ImmusanT was founded by Leslie Williams, president and CEO, in 2010. The company acquired the discovery platform for targeted immunotherapeutics from Nexpep, the Melbourne-based company that developed Nexvax2®, a peptide-based immunotherapy.
Like Allergy Shots
Dr. Anderson and colleagues discovered that three gluten-derived peptides, gliadin, hordein, and secalin, cause the majority of the T-cell immunotoxicity triggered by gluten. They did this by measuring the immune response to 2,700 different gluten peptide fragments in the blood of 200 celiac disease patients after they ate bread, rye muffins, and boiled barley.
Nexvax2 is an equimolar mixture of the three peptides in saline manufactured under cGMP standards. The safety, tolerability, and bioactivity of Nexvax2 were confirmed in a Phase I trial of 34 adults with celiac disease who received weekly intradermal injections of Nexvax2 or placebo for three weeks.
“Celiac disease is the first human immune disease for which there is a comprehensive understanding of the pathogenic Tcell response,” says Dr. Anderson. Nexvax2 was designed to reprogram and desensitize the disease-causing T cells triggered by the patient's immune response to gluten. The ultimate goal is to reduce gluten-caused inflammation of villi in the small intestine and return them to a healthy state that can absorb nutrients.
The treatment is similar to allergy shots for cats, ragweed, and other environmental allergens. Based on current data, ImmusanT foresees that Nexvax2 dosing will likely begin with an induction phase of three shots weekly for a month, followed by a maintenance phase of a single injection given once weekly or monthly. Future clinical trials will determine whether, in the long-term, full tolerance or a cure, which allows patients to eat a normal diet, will be achieved.

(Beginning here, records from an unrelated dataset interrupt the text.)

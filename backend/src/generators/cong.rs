//! Linear congruential generator
//!
//! `x[n] = 69069 * x[n-1] + 12345 mod 2^32`, period 2^32.
//!
//! The high half of its bits are reasonable; the low bits are very regular.
//! It is kept mainly as a component of KISS and KISS2, where those weaknesses
//! are masked by the other components.

use serde::{Deserialize, Serialize};
use std::fmt;

use super::{impl_generator_iterator, Generator, JumpAhead, Seedable};
use crate::maths::{geom_series_u32, reduce_steps};
use crate::seed::next_or_default;

pub(crate) const CONG_MULT: u32 = 69069;
pub(crate) const CONG_CONST: u32 = 12345;
const CONG_CYCLE_LEN: u64 = 1 << 32;
const CONG_DEFAULT_SEED: u32 = 0;

/// Congruential generator with the 69069 multiplier
///
/// # Example
/// ```
/// use simplerandom_core_rs::{Cong, Generator};
///
/// let mut cong = Cong::new(1);
/// assert_eq!(cong.advance(), 69069 + 12345);
/// assert_eq!(cong.current(), 81414);
/// ```
#[derive(Debug, Clone, PartialEq, Eq, Hash, Serialize, Deserialize)]
#[serde(from = "[u32; 1]", into = "[u32; 1]")]
pub struct Cong {
    cong: u32,
}

impl Cong {
    /// Create with an explicit seed (every value is a valid state)
    pub fn new(seed: u32) -> Self {
        Self { cong: seed }
    }

    /// Apply `x' = mult * x + add` for a precomputed `(mult, add)` pair
    pub(crate) fn apply_affine(x: u32, mult: u32, add: u32) -> u32 {
        mult.wrapping_mul(x).wrapping_add(add)
    }

    /// Multiplier and additive constant equivalent to `n` steps
    pub(crate) fn jump_coefficients(constant: u32, n: u64) -> (u32, u32) {
        let steps = (n % CONG_CYCLE_LEN) as u32;
        let mult = CONG_MULT.wrapping_pow(steps);
        let add = geom_series_u32(CONG_MULT, u64::from(steps)).wrapping_mul(constant);
        (mult, add)
    }
}

impl Default for Cong {
    fn default() -> Self {
        Self::new(CONG_DEFAULT_SEED)
    }
}

impl Generator for Cong {
    type State = [u32; 1];
    const NAME: &'static str = "Cong";

    fn advance(&mut self) -> u32 {
        self.cong = Self::apply_affine(self.cong, CONG_MULT, CONG_CONST);
        self.cong
    }

    fn current(&self) -> u32 {
        self.cong
    }

    fn state(&self) -> [u32; 1] {
        [self.cong]
    }

    fn set_state(&mut self, state: [u32; 1]) {
        self.cong = state[0];
    }
}

impl Seedable for Cong {
    fn from_limbs<I>(limbs: &mut I) -> Self
    where
        I: Iterator<Item = Option<u32>>,
    {
        Self::new(next_or_default(limbs, CONG_DEFAULT_SEED))
    }

    fn sanitize(&mut self) {
        // every 32-bit value is a valid state
    }

    fn mix_limb(&mut self, value: u32) {
        self.cong ^= value;
        self.advance();
    }
}

impl JumpAhead for Cong {
    fn cycle_len() -> u128 {
        u128::from(CONG_CYCLE_LEN)
    }

    fn jump_ahead(&mut self, n: i128) {
        let steps = reduce_steps(n, CONG_CYCLE_LEN);
        log::trace!("Cong: jump ahead {} steps", steps);
        let (mult, add) = Self::jump_coefficients(CONG_CONST, steps);
        self.cong = Self::apply_affine(self.cong, mult, add);
    }
}

impl_generator_iterator!(Cong);

impl From<[u32; 1]> for Cong {
    fn from(state: [u32; 1]) -> Self {
        Self::new(state[0])
    }
}

impl From<Cong> for [u32; 1] {
    fn from(cong: Cong) -> Self {
        cong.state()
    }
}

impl fmt::Display for Cong {
    fn fmt(&self, f: &mut fmt::Formatter<'_>) -> fmt::Result {
        write!(f, "Cong({})", self.cong)
    }
}

#[cfg(test)]
mod tests {
    use super::*;

    #[test]
    fn test_default_seed_is_zero() {
        assert_eq!(Cong::default().state(), [0]);
        assert_eq!(Cong::seeded(()).state(), [0]);
    }

    #[test]
    fn test_wraps_modulo_2_32() {
        let mut cong = Cong::new(u32::MAX);
        let expected = (69069u64 * u64::from(u32::MAX) + 12345) as u32;
        assert_eq!(cong.advance(), expected);
    }

    #[test]
    fn test_jump_small_counts_match_stepping() {
        let mut stepped = Cong::new(2051391225);
        for n in 0..200u32 {
            let mut jumped = Cong::new(2051391225);
            jumped.jump_ahead(i128::from(n));
            assert_eq!(jumped, stepped, "n={}", n);
            stepped.advance();
        }
    }

    #[test]
    fn test_display() {
        assert_eq!(format!("{}", Cong::new(42)), "Cong(42)");
    }
}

In addition to a vaccine, ImmusanT is creating diagnostic screening tests for celiac disease. Its whole-blood ELISA test measures the activity of T cells that cause celiac disease. Diagnostic blood tests will be used to select patients who are most likely to respond to the vaccine and to monitor their response to treatment. Most celiac disease patients carry the HLA-DQ2 gene, but their symptoms vary. For example, some patients do not have gastrointestinal symptoms, but instead suffer from skin disorders.

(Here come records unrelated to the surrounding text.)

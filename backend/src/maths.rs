//! Integer helpers for jump-ahead
//!
//! Modular exponentiation with 128-bit intermediates, the geometric series
//! needed by the congruential generator, and reduction of signed jump
//! distances to a cycle length.

/// `base^exponent mod modulus`, for any modulus up to 2^64 - 1
///
/// # Panics
/// Panics if `modulus` is 0
///
/// # Example
/// ```
/// use simplerandom_core_rs::maths::pow_mod_u64;
///
/// assert_eq!(pow_mod_u64(3, 4, 1000), 81);
/// assert_eq!(pow_mod_u64(69069, 0, 1 << 32), 1);
/// ```
pub fn pow_mod_u64(base: u64, exponent: u64, modulus: u64) -> u64 {
    assert!(modulus != 0, "modulus must be non-zero");
    let m = u128::from(modulus);
    let mut result: u128 = 1 % m;
    let mut square = u128::from(base) % m;
    let mut n = exponent;
    while n != 0 {
        if n & 1 != 0 {
            result = result * square % m;
        }
        square = square * square % m;
        n >>= 1;
    }
    result as u64
}

/// `(a * b) mod modulus` without overflow
pub fn mul_mod_u64(a: u64, b: u64, modulus: u64) -> u64 {
    (u128::from(a) * u128::from(b) % u128::from(modulus)) as u64
}

/// Sum of the geometric series `1 + r + r^2 + ... + r^(n-1)`, modulo 2^32
///
/// Uses `(r^n - 1) / (r - 1)`. Since 2^32 shares the factor 2 with `r - 1`,
/// `r - 1` is split as `2^k * odd`: the numerator is computed modulo
/// `2^(32+k)` so the division by `2^k` is exact, and the odd part is divided
/// out with its inverse modulo 2^32.
///
/// # Example
/// ```
/// use simplerandom_core_rs::maths::geom_series_u32;
///
/// assert_eq!(geom_series_u32(3, 4), 1 + 3 + 9 + 27);
/// assert_eq!(geom_series_u32(69069, 0), 0);
/// assert_eq!(geom_series_u32(69069, 1), 1);
/// ```
pub fn geom_series_u32(r: u32, n: u64) -> u32 {
    if n == 0 {
        return 0;
    }
    if n == 1 || r == 0 {
        return 1;
    }
    if r == 1 {
        return n as u32;
    }

    let mut odd_factor = u64::from(r - 1);
    let mut common_shift = 0u32;
    while odd_factor % 2 == 0 {
        odd_factor /= 2;
        common_shift += 1;
    }

    let modulus_u32: u64 = 1 << 32;
    // common_shift < 32, so the extended modulus fits in a u64
    let extended_modulus: u64 = 1 << (32 + common_shift);
    let power = pow_mod_u64(u64::from(r), n, extended_modulus);
    let numerator = (power + extended_modulus - 1) % extended_modulus;
    let odd_inverse = pow_mod_u64(odd_factor, modulus_u32 - 1, modulus_u32);

    mul_mod_u64(numerator >> common_shift, odd_inverse, modulus_u32) as u32
}

/// Reduce a signed step count to `[0, cycle_len)`
///
/// Negative counts jump backwards, which is the same as jumping forwards by
/// `cycle_len - |n| mod cycle_len`.
pub fn reduce_steps(n: i128, cycle_len: u64) -> u64 {
    n.rem_euclid(i128::from(cycle_len)) as u64
}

“A diagnostic test based on functional T cells will identify subpopulations of patients in whom our immunotherapeutic will be effective,” says Williams. Then patients receiving Nexvax2 will be monitored to evaluate the effectiveness of the dosing schedule.
The diagnosis of celiac disease now requires an endoscopic biopsy in order to take multiple tissue samples from the small intestines. A stand-alone diagnostic tool could potentially replace invasive biopsies as a definitive diagnostic. The company also has a commercial agreement with Inova Diagnostics to develop improved serology diagnostic screening tests for celiac disease. “It takes about nine years before a patient with symptomatic celiac disease receives a diagnosis. We want to shorten that time with better diagnostics,” says Williams.
ImmusanT is building a suite of diagnostic and therapeutic tools similar to those used to control other allergies. Allergy patients are first challenged with skin tests to identify immune responses to a particular allergen, then they are treated with injections of the same allergen. “In our case, it's a different type of immune response—the right T-cell response—that makes patients eligible for the vaccine,” says Dr. Anderson.
A few other companies are working on therapies for celiac disease, but they differ in the targets under attack. “We focus on the heart of the disease, the immunologically induced inflammation triggered by the ingestion of gluten,” says Williams. Competing approaches involve proteases that break down gluten, used in conjunction with a gluten-free diet, or targeting tight junctions in the intestinal wall to block damage.
“We have a unique position because we know how the peptides drive the disease, and we hold a robust intellectual property position based on that knowledge,” explains Dr. Anderson.